Let’s not sugarcoat it: tariffs are wrecking the e-bike industry, and whether you realize it or not, you’re the one paying the price. What started as a political tool has snowballed into a massive burden on businesses, consumers, and the future of clean mobility.
Right now, importing a Chinese-made e-bike into the US comes with a jaw-dropping 170% tariff. That’s a 145% penalty, stacked with a 25% Section 301 tariff. It’s not just painful, it’s completely unsustainable. That’s why brands like Aventon have pulled out of China and shifted their production to Southeast Asia.
But the move doesn’t come without problems of its own.

Thailand, Vietnam, and Cambodia aren’t exactly plug-and-play manufacturing hubs. The infrastructure just isn’t as mature as China’s. So while final assembly happens in Southeast Asia, most critical components—motors, batteries, and control systems—still come from China. That means parts are shipped to Thailand, assembled into e-bikes, then shipped again to the US.
It’s slower, costlier, and a whole lot more complicated. The added logistics alone tack on over 50 days compared to a straight China-to-US supply chain. And yes, that costs money. A lot of it.
Some companies try to get clever. They start production in countries like Vietnam or Cambodia, then quietly ship parts to China for final assembly, hoping to pass the bike off as Southeast Asian-made to avoid those massive tariffs. It’s not illegal, but it’s shady. Aventon refuses to play that game. Every Aventon e-bike is genuinely manufactured in Thailand or Taiwan, and they’ve even flown in their own quality control and engineering teams to make sure it’s done right.
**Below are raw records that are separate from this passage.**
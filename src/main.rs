//! Credex Flow - conversation flow engine for messaging channels
//!
//! Routes each inbound channel message through small validated components
//! arranged in paths, with conversation state in an atomic store.

mod api;
mod channel;
mod components;
mod config;
mod error;
mod flow;
mod ports;
mod state;
mod store;
#[cfg(test)]
mod testing;

use api::{create_router, AppState};
use channel::WhatsAppClient;
use config::{Config, StoreKind};
use flow::{ComponentRegistry, FlowProcessor};
use ports::{BackendApi, HttpBackendApi};
use std::net::SocketAddr;
use std::path::PathBuf;
use std::sync::Arc;
use std::time::Duration;
use store::{AtomicStore, MemoryStore, RedisStore, SqliteStore, StoreBackend};
use tracing_subscriber::{layer::SubscriberExt, util::SubscriberInitExt};

const PURGE_INTERVAL: Duration = Duration::from_secs(60);
const MESSAGING_TIMEOUT: Duration = Duration::from_secs(15);

#[tokio::main]
async fn main() -> Result<(), Box<dyn std::error::Error>> {
    // Initialize logging
    tracing_subscriber::registry()
        .with(
            tracing_subscriber::EnvFilter::try_from_default_env()
                .unwrap_or_else(|_| "credex_flow=info,tower_http=debug".into()),
        )
        .with(
            tracing_subscriber::fmt::layer()
                .json()
                .with_current_span(false)
                .with_span_list(false),
        )
        .init();

    let config = Config::from_env()?;

    // State store
    let backend: Arc<dyn StoreBackend> = match config.store {
        StoreKind::Sqlite => {
            if let Some(parent) = PathBuf::from(&config.db_path).parent() {
                std::fs::create_dir_all(parent)?;
            }
            tracing::info!(path = %config.db_path, "Opening SQLite state store");
            let sqlite = Arc::new(SqliteStore::open(&config.db_path)?);
            spawn_purge(sqlite.clone());
            sqlite
        }
        StoreKind::Redis => {
            tracing::info!(url = %config.redis_url, "Connecting to Redis state store");
            Arc::new(RedisStore::connect(&config.redis_url).await?)
        }
        StoreKind::Memory => {
            tracing::warn!("Using in-memory state store; conversations are lost on restart");
            Arc::new(MemoryStore::new())
        }
    };
    let store = AtomicStore::new(backend, config.store_max_retries);

    // Collaborators
    let api: Option<Arc<dyn BackendApi>> = match &config.api_base_url {
        Some(url) => Some(Arc::new(HttpBackendApi::new(url, config.api_timeout)?)),
        None => {
            tracing::warn!("CREDEX_API_BASE_URL not set; API components will fail");
            None
        }
    };

    let whatsapp = &config.whatsapp;
    if whatsapp.access_token.is_none() || whatsapp.phone_number_id.is_none() {
        tracing::warn!(
            "WhatsApp credentials not configured. Set WHATSAPP_ACCESS_TOKEN and WHATSAPP_PHONE_NUMBER_ID."
        );
    }
    let messaging = Arc::new(WhatsAppClient::new(
        &whatsapp.api_base,
        whatsapp.phone_number_id.as_deref().unwrap_or_default(),
        whatsapp.access_token.clone().unwrap_or_default(),
        MESSAGING_TIMEOUT,
    )?);

    // Flow engine
    let settings = config.flow_settings();
    let registry = ComponentRegistry::with_defaults(settings.state_ttl);
    registry.verify_table()?;
    tracing::info!(
        mode = ?settings.mode,
        max_depth = settings.max_depth,
        state_ttl_secs = settings.state_ttl.as_secs(),
        "Flow engine ready"
    );
    let processor = FlowProcessor::new(store, Arc::new(registry), messaging, api, settings);

    let state = AppState::new(
        processor,
        whatsapp.verify_token.clone(),
        config.allow_mock_testing,
    );
    let app = create_router(state);

    // Start server
    let addr = SocketAddr::from(([0, 0, 0, 0], config.port));
    tracing::info!("Credex flow server listening on {}", addr);

    let listener = tokio::net::TcpListener::bind(addr).await?;
    axum::serve(listener, app).await?;

    Ok(())
}

/// Drop expired conversations from SQLite in the background
fn spawn_purge(store: Arc<SqliteStore>) {
    tokio::spawn(async move {
        let mut interval = tokio::time::interval(PURGE_INTERVAL);
        loop {
            interval.tick().await;
            match store.purge_expired() {
                Ok(0) => {}
                Ok(purged) => tracing::debug!(purged, "Purged expired conversations"),
                Err(e) => tracing::warn!(error = %e, "Failed to purge expired conversations"),
            }
        }
    });
}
That level of investment doesn’t come cheap.

Their costs have gone up 10 to 15%, but instead of passing it all on to customers, they’ve chosen to absorb a big chunk of it.
Here’s what most people miss: tariffs don’t punish foreign governments. They punish the companies that import goods. And those companies? They turn around and charge you more to make up for it. That shiny new e-bike that costs more than it did last year? That’s tariff fallout. So when officials talk about protecting domestic industry, what they’re really doing is making it harder for average people to afford modern transportation.

Some say the solution is to just build e-bikes in the US. Sounds great in theory, but the reality is, the US doesn’t make e-bike components. Not at scale, not yet. Until the parts supply chain moves closer to home—and tariffs on imported components are lifted—stateside manufacturing is just wishful thinking.
E-bikes are supposed to be part of the solution. Affordable, efficient, clean transport. But thanks to clumsy trade policies, they’re getting harder to build, slower to ship, and more expensive to buy. That’s bad for business, bad for consumers, and bad for the future of mobility.